** TASK ITEM **
Retype, word for word, every line from the one holding "sweep walks through." through the one holding "fn try_from(value: u16)" in the entries below, both included, and only those lines.
======== SOURCE MATERIAL ========
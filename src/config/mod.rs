//! Configuration management for portsweep.
//!
//! Provides the settings file layer that sits under the command-line flags.

mod settings;

pub use settings::{AppSettings, Paths};
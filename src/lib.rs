//! # portsweep - a concurrent TCP port scanner
//!
//! portsweep probes a contiguous port range on one host, or on every usable
//! address of an IPv4 CIDR block, with TCP connect attempts.
//!
//! ## Features
//!
//! - **Bounded concurrency**: ports launch in batches through a semaphore gate
//! - **Banner grabbing**: per-port probe strategies, markup stripped, 80 chars max
//! - **Service attribution**: IANA-style CSV table or a built-in fallback
//! - **Network sweeps**: ping-gated host fan-out with its own concurrency ceiling
//! - **Fault isolation**: a failing port or host never aborts its siblings
//! - **Output**: console table or JSON, plus a CSV report file
//!
//! ## Example Usage
//!
//! ```rust,ignore
//! use portsweep::plugins::PluginRegistry;
//! use portsweep::scanner::{HostSweepEngine, TcpProber};
//! use portsweep::services::ServiceCatalog;
//! use portsweep::types::PortRange;
//! use std::sync::Arc;
//!
//! #[tokio::main]
//! async fn main() {
//!     let prober = TcpProber::new(
//!         Arc::new(ServiceCatalog::builtin()),
//!         Arc::new(PluginRegistry::with_defaults()),
//!     );
//!     let engine = HostSweepEngine::new(Arc::new(prober));
//!     let range = PortRange::from_bounds(1, 1024).unwrap();
//!
//!     let outcome = engine.sweep("127.0.0.1".parse().unwrap(), range).await;
//!     for open in outcome.open_by_port() {
//!         println!("{} {} {}", open.port, open.service, open.banner);
//!     }
//! }
//! ```
//!
//! ## Architecture
//!
//! - [`types`] - Port, range and target newtypes
//! - [`services`] - Port to service-name catalog
//! - [`plugins`] - Per-port banner probe strategies
//! - [`banner`] - Banner capture and cleansing
//! - [`scanner`] - Prober, concurrency gate and the sweep engines
//! - [`liveness`] - Ping check ahead of network sweeps
//! - [`config`] - Settings file layer
//! - [`output`] - Console and CSV rendering
//! - [`error`] - Error types

pub mod banner;
pub mod cli;
pub mod config;
pub mod error;
pub mod liveness;
pub mod logging;
pub mod output;
pub mod plugins;
pub mod scanner;
pub mod services;
pub mod types;

// Re-export commonly used types
pub use error::{CliError, ScanError};
pub use scanner::{
    HostSweepEngine, HostSweepOutcome, NetworkSweepEngine, NetworkSweepReport, ProbeResult,
    Prober, SweepState, TcpProber,
};
pub use types::{Port, PortRange, ScanTarget, TargetSpec};
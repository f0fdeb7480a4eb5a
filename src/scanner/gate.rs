//! Bounded admission control for probes and host sweeps.
//!
//! A [`ConcurrencyGate`] is a counting semaphore that also tracks how many
//! holders are in flight and the highest count seen, so ceilings can be
//! observed in logs and tests.

use crate::error::{ScanError, ScanResult};
use std::sync::atomic::{AtomicUsize, Ordering};
use std::sync::Arc;
use tokio::sync::{OwnedSemaphorePermit, Semaphore};

/// Default ceiling for simultaneous port probes against one host.
pub const DEFAULT_PORT_CONCURRENCY: usize = 500;

/// Default ceiling for simultaneous host sweeps in a network sweep.
pub const DEFAULT_HOST_CONCURRENCY: usize = 100;

#[derive(Debug, Default)]
struct GateStats {
    in_flight: AtomicUsize,
    peak: AtomicUsize,
}

/// A cloneable handle to a shared semaphore. Clones share the same slots.
#[derive(Debug, Clone)]
pub struct ConcurrencyGate {
    semaphore: Arc<Semaphore>,
    stats: Arc<GateStats>,
    limit: usize,
}

impl ConcurrencyGate {
    /// Create a gate admitting at most `limit` holders at once.
    ///
    /// The limit is clamped to at least one.
    pub fn new(limit: usize) -> Self {
        let limit = limit.clamp(1, Semaphore::MAX_PERMITS);
        Self {
            semaphore: Arc::new(Semaphore::new(limit)),
            stats: Arc::new(GateStats::default()),
            limit,
        }
    }

    /// Wait for a free slot.
    ///
    /// The slot is returned when the permit is dropped, whatever the task
    /// outcome. Fails only once the gate has been closed.
    pub async fn acquire(&self) -> ScanResult<GatePermit> {
        let permit = Arc::clone(&self.semaphore)
            .acquire_owned()
            .await
            .map_err(|_| ScanError::GateClosed)?;

        let now = self.stats.in_flight.fetch_add(1, Ordering::SeqCst) + 1;
        self.stats.peak.fetch_max(now, Ordering::SeqCst);

        Ok(GatePermit {
            _permit: permit,
            stats: Arc::clone(&self.stats),
        })
    }

    /// Refuse all further acquisitions. Existing permits stay valid.
    pub fn close(&self) {
        self.semaphore.close();
    }

    pub fn is_closed(&self) -> bool {
        self.semaphore.is_closed()
    }

    pub fn limit(&self) -> usize {
        self.limit
    }

    pub fn in_flight(&self) -> usize {
        self.stats.in_flight.load(Ordering::SeqCst)
    }

    /// Highest number of simultaneous holders observed so far.
    pub fn peak(&self) -> usize {
        self.stats.peak.load(Ordering::SeqCst)
    }
}

/// RAII slot in a [`ConcurrencyGate`].
#[derive(Debug)]
pub struct GatePermit {
    _permit: OwnedSemaphorePermit,
    stats: Arc<GateStats>,
}

impl Drop for GatePermit {
    fn drop(&mut self) {
        // Runs before the semaphore permit field is released
        self.stats.in_flight.fetch_sub(1, Ordering::SeqCst);
    }
}

#[cfg(test)]
mod tests {
    use super::*;
    use std::time::Duration;

    #[tokio::test]
    async fn test_acquire_and_release() {
        let gate = ConcurrencyGate::new(2);
        let a = gate.acquire().await.unwrap();
        let _b = gate.acquire().await.unwrap();
        assert_eq!(gate.in_flight(), 2);
        drop(a);
        assert_eq!(gate.in_flight(), 1);
        assert_eq!(gate.peak(), 2);
    }

    #[tokio::test]
    async fn test_zero_limit_clamped() {
        let gate = ConcurrencyGate::new(0);
        assert_eq!(gate.limit(), 1);
        tokio_test::assert_ok!(gate.acquire().await);
    }

    #[tokio::test]
    async fn test_closed_gate_refuses() {
        let gate = ConcurrencyGate::new(4);
        gate.close();
        assert!(gate.is_closed());
        assert!(matches!(gate.acquire().await, Err(ScanError::GateClosed)));
    }

    #[tokio::test]
    async fn test_peak_never_exceeds_limit() {
        let gate = ConcurrencyGate::new(3);
        let mut handles = Vec::new();
        for _ in 0..20 {
            let gate = gate.clone();
            handles.push(tokio::spawn(async move {
                let _permit = gate.acquire().await.unwrap();
                tokio::time::sleep(Duration::from_millis(5)).await;
            }));
        }
        for handle in handles {
            handle.await.unwrap();
        }
        assert_eq!(gate.peak(), 3);
        assert_eq!(gate.in_flight(), 0);
    }

    #[tokio::test]
    async fn test_release_on_panic() {
        let gate = ConcurrencyGate::new(1);
        let inner = gate.clone();
        let result = tokio::spawn(async move {
            let _permit = inner.acquire().await.unwrap();
            panic!("probe blew up");
        })
        .await;
        assert!(result.is_err());
        assert_eq!(gate.in_flight(), 0);
        tokio_test::assert_ok!(gate.acquire().await);
    }
}
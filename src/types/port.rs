//! Port types with validation.
//!
//! The `Port` newtype ensures values are always valid port numbers (1-65535).
//! `PortRange` is the closed interval a host sweep walks through.

use serde::{Deserialize, Serialize};
use std::fmt;

/// A validated network port number (1-65535).
#[derive(Debug, Clone, Copy, PartialEq, Eq, PartialOrd, Ord, Hash, Serialize, Deserialize)]
#[serde(transparent)]
pub struct Port(u16);

impl Port {
    /// Minimum valid port number.
    pub const MIN: u16 = 1;
    /// Maximum valid port number.
    pub const MAX: u16 = 65535;

    /// Create a new Port from a u16, returning None if invalid.
    #[inline]
    pub const fn new(port: u16) -> Option<Self> {
        if port >= Self::MIN {
            Some(Self(port))
        } else {
            None
        }
    }

    /// Get the raw port number.
    #[inline]
    pub const fn as_u16(self) -> u16 {
        self.0
    }
}

impl fmt::Display for Port {
    fn fmt(&self, f: &mut fmt::Formatter<'_>) -> fmt::Result {
        write!(f, "{}", self.0)
    }
}

impl TryFrom<u16> for Port {
    type Error = PortError;

    fn try_from(value: u16) -> Result<Self, Self::Error> {
        Self::new(value).ok_or(PortError::OutOfRange(u32::from(value)))
    }
}

impl TryFrom<u32> for Port {
    type Error = PortError;

    fn try_from(value: u32) -> Result<Self, Self::Error> {
        u16::try_from(value)
            .ok()
            .and_then(Self::new)
            .ok_or(PortError::OutOfRange(value))
    }
}

impl From<Port> for u16 {
    fn from(port: Port) -> Self {
        port.0
    }
}

/// Error type for port validation.
#[derive(Debug, Clone, PartialEq, Eq, thiserror::Error)]
pub enum PortError {
    #[error("port {0} is out of valid range (1-65535)")]
    OutOfRange(u32),
    #[error("invalid port range: start ({0}) > end ({1})")]
    InvalidRange(u16, u16),
}

/// A closed range of ports, `start..=end`.
#[derive(Debug, Clone, Copy, PartialEq, Eq, Serialize, Deserialize)]
pub struct PortRange {
    start: Port,
    end: Port,
}

impl PortRange {
    /// Create a new port range.
    pub fn new(start: Port, end: Port) -> Result<Self, PortError> {
        if start.0 > end.0 {
            Err(PortError::InvalidRange(start.0, end.0))
        } else {
            Ok(Self { start, end })
        }
    }

    /// Validate raw bounds as given on the command line or in settings.
    ///
    /// Both bounds must lie in 1-65535 and `start <= end`.
    pub fn from_bounds(start: u32, end: u32) -> Result<Self, PortError> {
        let start = Port::try_from(start)?;
        let end = Port::try_from(end)?;
        Self::new(start, end)
    }

    pub const fn start(&self) -> Port {
        self.start
    }

    pub const fn end(&self) -> Port {
        self.end
    }

    /// Get the number of ports in this range.
    pub const fn len(&self) -> usize {
        (self.end.0 - self.start.0) as usize + 1
    }

    /// A valid range always has at least one port.
    pub const fn is_empty(&self) -> bool {
        false
    }

    /// Iterate over all ports in ascending order.
    pub fn iter(&self) -> impl Iterator<Item = Port> {
        (self.start.0..=self.end.0).map(Port)
    }
}

impl fmt::Display for PortRange {
    fn fmt(&self, f: &mut fmt::Formatter<'_>) -> fmt::Result {
        if self.start == self.end {
            write!(f, "{}", self.start)
        } else {
            write!(f, "{}-{}", self.start, self.end)
        }
    }
}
========
** PROBLEM SOLUTION **
//! `PortRange` is the closed interval a host sweep walks through.

use serde::{Deserialize, Serialize};
use std::fmt;

/// A validated network port number (1-65535).
#[derive(Debug, Clone, Copy, PartialEq, Eq, PartialOrd, Ord, Hash, Serialize, Deserialize)]
#[serde(transparent)]
pub struct Port(u16);

impl Port {
    /// Minimum valid port number.
    pub const MIN: u16 = 1;
    /// Maximum valid port number.
    pub const MAX: u16 = 65535;

    /// Create a new Port from a u16, returning None if invalid.
    #[inline]
    pub const fn new(port: u16) -> Option<Self> {
        if port >= Self::MIN {
            Some(Self(port))
        } else {
            None
        }
    }

    /// Get the raw port number.
    #[inline]
    pub const fn as_u16(self) -> u16 {
        self.0
    }
}

impl fmt::Display for Port {
    fn fmt(&self, f: &mut fmt::Formatter<'_>) -> fmt::Result {
        write!(f, "{}", self.0)
    }
}

impl TryFrom<u16> for Port {
    type Error = PortError;

    fn try_from(value: u16) -> Result<Self, Self::Error> {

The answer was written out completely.